Il ferma les yeux et secoua vigoureusement la tête pour chasser le vertige. Au bout d'un moment, il se sentit mieux. Lorsqu'il rouvrit les yeux, il remarqua quelque chose de brillant et d'étincelant non loin de ses pieds. Il le ramassa et découvrit une petite épingle à cheveux. La perle était petite, mais parfaitement ronde et brillante. L'épingle, finement travaillée et d'une facture exquise, appartenait manifestement à une femme riche. En la retournant, il vit le caractère «
灵
» (ling) inscrit en écriture sigillaire au dos.
Il fixa l'épingle à cheveux, une révélation soudaine. Un sourire déconcerté effleura ses lèvres. Il rangea soigneusement l'épingle et s'apprêtait à partir lorsqu'un serveur s'approcha, le dévisageant avec dégoût et lançant d'un ton sarcastique
: «
Pourquoi n'êtes-vous pas encore parti
? Vous attendez qu'une fille me paie
? Vous avez de la chance, gamin. Si une belle fille comme ça me payait, me faire tabasser en vaudrait la peine
!
» Le serveur éclata alors d'un rire mauvais.
Ignorant des taquineries du serveur, il fit quelques pas en avant, puis se retourna pour regarder le restaurant Ruyi et dit froidement d'un regard en coin : « Si je ne ruine pas votre réputation, je ne suis pas un 'Zhu' ! »
Comme l'intendant Xu était blessé et avait voyagé dans la chaise à porteurs de Ling'er, Ling'er et Ximei durent prendre une calèche. Une fois installée, Ximei resta silencieuse, et Ling'er comprit qu'elle était furieuse de ce qui venait de se passer.
« Ximei, tu es encore fâchée ? Arrête de bouder ! J'ai entendu dire que quand on se fâche, des taches de rousseur apparaissent sur le visage ! »
« Vraiment ! » demanda Xi Mei nerveusement, les yeux écarquillés. « Est-ce que mes poils ont déjà poussé ? »
Ling'er ne put s'empêcher de rire en voyant son expression anxieuse.
« Sœur Ling ment ! » Xi Mei comprit immédiatement que Ling'er se moquait d'elle.
« Hmph, tu ris encore, tu ris encore ! Je ne te parle plus ! » Après avoir dit cela, elle tourna le dos à Ling'er.
« Ma gentille sœur, ne sois pas fâchée ! » Ling'er réprima son rire et tapota l'épaule de Ximei pour la réconforter. « C'est entièrement de ma faute, je ne le dirai plus ! »
Xi Mei repoussa vigoureusement la main de Ling'er avec son épaule, en disant sans relâche : « Non, tu l'as déjà dit ! Comment peux-tu revenir sur ce que tu as dit ? »
« Alors, que nous suggérez-vous de faire ? »
---La fée du pont de la pie
Réponse [8] : ? Pas encore terminé ?
---Une tristesse sans fin
Réponse [9] : Cela n'a aucun sens.
---code020
Réponse [10] : Xi Mei regarda Ling'er, un éclat malicieux dans les yeux, et elle avait déjà une idée en tête.
« Sœur Ling, il y a quelque chose que je ne comprends pas.
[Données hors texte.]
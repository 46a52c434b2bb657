mod core;
mod store;

pub use self::core::{MemoryStore, StoreStats};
Si vous pouvez me l'expliquer, je ne serai plus en colère ! » proposa Xi Mei.
En entendant cela, Ling'er comprit immédiatement.
« Petite fille ! » dit Ling'er avec un sourire, la réprimandant gentiment. « Je sais ce que tu penses ! Tu veux en savoir plus sur le patron Sun, n'est-ce pas ? »
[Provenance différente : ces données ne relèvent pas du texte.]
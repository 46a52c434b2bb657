use std::sync::Arc;

use tokio_util::sync::CancellationToken;
use tracing::debug;

use crate::{
    common::{LscConfig, Result},
    orchestrator::{
        LscOrchestrator, OrchestratorContext, OrchestratorMetrics, OrchestratorPlugin,
        plugins::MetricsPlugin,
    },
    persistence::{KvStore, MemoryStore},
    policy::{WaitStrategy, WaitStrategyChain, strategy_from_config},
};

/// 编排器构造器 (Builder Pattern)
pub struct OrchestratorBuilder {
    /// 全局配置
    config: Option<LscConfig>,
    /// 等待策略 (多个时组合成 Chain)
    wait_strategies: Vec<Box<dyn WaitStrategy>>,
    /// 插件列表
    plugins: Vec<Box<dyn OrchestratorPlugin>>,
    /// 共享存储 (Option 用于处理默认值逻辑)
    store: Option<Arc<dyn KvStore>>,
    /// 全局统计指标
    metrics: Arc<OrchestratorMetrics>,

    shutdown: Option<CancellationToken>,
}

impl Default for OrchestratorBuilder {
    /// 创建一个新的构造器
    ///
    /// **默认行为**:
    /// - Config: Default
    /// - WaitStrategy: 由 `config.poll` 决定
    /// - Store: 配置了 redis_url 时使用 RedisStore，否则 MemoryStore
    /// - Metrics: 0 (全新计数器)
    fn default() -> Self {
        Self {
            config: None,
            wait_strategies: Vec::new(),
            plugins: Vec::new(),
            store: None,
            metrics: Arc::new(OrchestratorMetrics::default()),
            shutdown: None,
        }
    }
}

impl OrchestratorBuilder {
    pub fn new() -> Self {
        Self::default()
    }

    /// 设置配置
    pub fn with_config(mut self, config: LscConfig) -> Self {
        self.config = Some(config);
        self
    }

    /// 添加等待策略
    ///
    /// 可以多次调用，多个策略的决策会合并，取更保守的那一个。
    pub fn with_wait_strategy<S>(mut self, strategy: S) -> Self
    where
        S: WaitStrategy + 'static,
    {
        self.wait_strategies.push(Box::new(strategy));
        self
    }

    /// 添加插件 (支持链式调用)
    ///
    /// **注意**: 插件的执行顺序与添加顺序一致 (FIFO)，内置的 MetricsPlugin 永远排在最前。
    pub fn with_plugin<PL>(mut self, plugin: PL) -> Self
    where
        PL: OrchestratorPlugin + 'static,
    {
        self.plugins.push(Box::new(plugin));
        self
    }

    /// 设置共享存储
    pub fn with_store<S>(mut self, store: S) -> Self
    where
        S: KvStore + 'static,
    {
        self.store = Some(Arc::new(store));
        self
    }

    /// 设置全局中止信号
    pub fn with_shutdown_token(mut self, token: CancellationToken) -> Self {
        self.shutdown = Some(token);
        self
    }

    /// 构建编排器
    ///
    /// 配置不合法、或者要求了 Redis 但无法创建连接池时返回错误。
    pub fn build(mut self) -> Result<LscOrchestrator> {
        let config = self.config.unwrap_or_default();
        config.validate()?;

        // 处理存储层的默认逻辑
        let store = match self.store {
            Some(store) => store,
            None => default_store(&config)?,
        };

        // 等待策略：未指定时由配置决定
        let wait_strategy: Arc<dyn WaitStrategy> = match self.wait_strategies.len() {
            0 => Arc::from(strategy_from_config(&config.poll)),
            1 => match self.wait_strategies.pop() {
                Some(only) => Arc::from(only),
                None => Arc::from(strategy_from_config(&config.poll)),
            },
            _ => {
                let mut chain = WaitStrategyChain::new();
                for s in self.wait_strategies {
                    chain.push_boxed(s);
                }
                Arc::new(chain)
            }
        };

        // 自动注入 MetricsPlugin
        let metrics_plugin = Box::new(MetricsPlugin::new(self.metrics.clone()));
        self.plugins.insert(0, metrics_plugin);

        // 初始化全局停机 Token
        let token = self.shutdown.unwrap_or_default();

        let ctx = OrchestratorContext::new(store, config, self.metrics, token);
        Ok(LscOrchestrator::new_with_components(
            ctx,
            self.plugins,
            wait_strategy,
        ))
    }
}

#[cfg(feature = "distributed")]
fn default_store(config: &LscConfig) -> Result<Arc<dyn KvStore>> {
    if config.store.redis_url.is_some() {
        debug!("Orchestrator build using RedisStore");
        let redis = crate::persistence::RedisStore::new(config)?;
        return Ok(Arc::new(redis));
    }
    debug!("Orchestrator build using default MemoryStore");
    Ok(Arc::new(MemoryStore::new()))
}

#[cfg(not(feature = "distributed"))]
fn default_store(config: &LscConfig) -> Result<Arc<dyn KvStore>> {
    if config.store.redis_url.is_some() {
        return Err(crate::common::LscError::Config(
            "store.redis_url is set but the `distributed` feature is disabled".into(),
        ));
    }
    debug!("Orchestrator build using default MemoryStore");
    Ok(Arc::new(MemoryStore::new()))
}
Xi Mei hocha vigoureusement la tête, les yeux brillants d'une expression assoiffée.
« Je peux vous le dire, je n’ai jamais eu l’intention de vous le cacher, mais… » Ling’er hésita un instant, « mais Ningyue est impliquée ici, vous devez donc garder le secret. »
« Pas de problème ! Pas de problème ! Voulez-vous que je prête serment ? » Les paroles de Ling'er ont encore davantage intéressé Ximei.
« Pas besoin. Si je ne te fais pas confiance, je ne te le dirai pas ! »
L'histoire remonte à vingt ans, lorsque Ling'er a commencé à raconter à Ximei le passé inconnu du Manoir du Sud.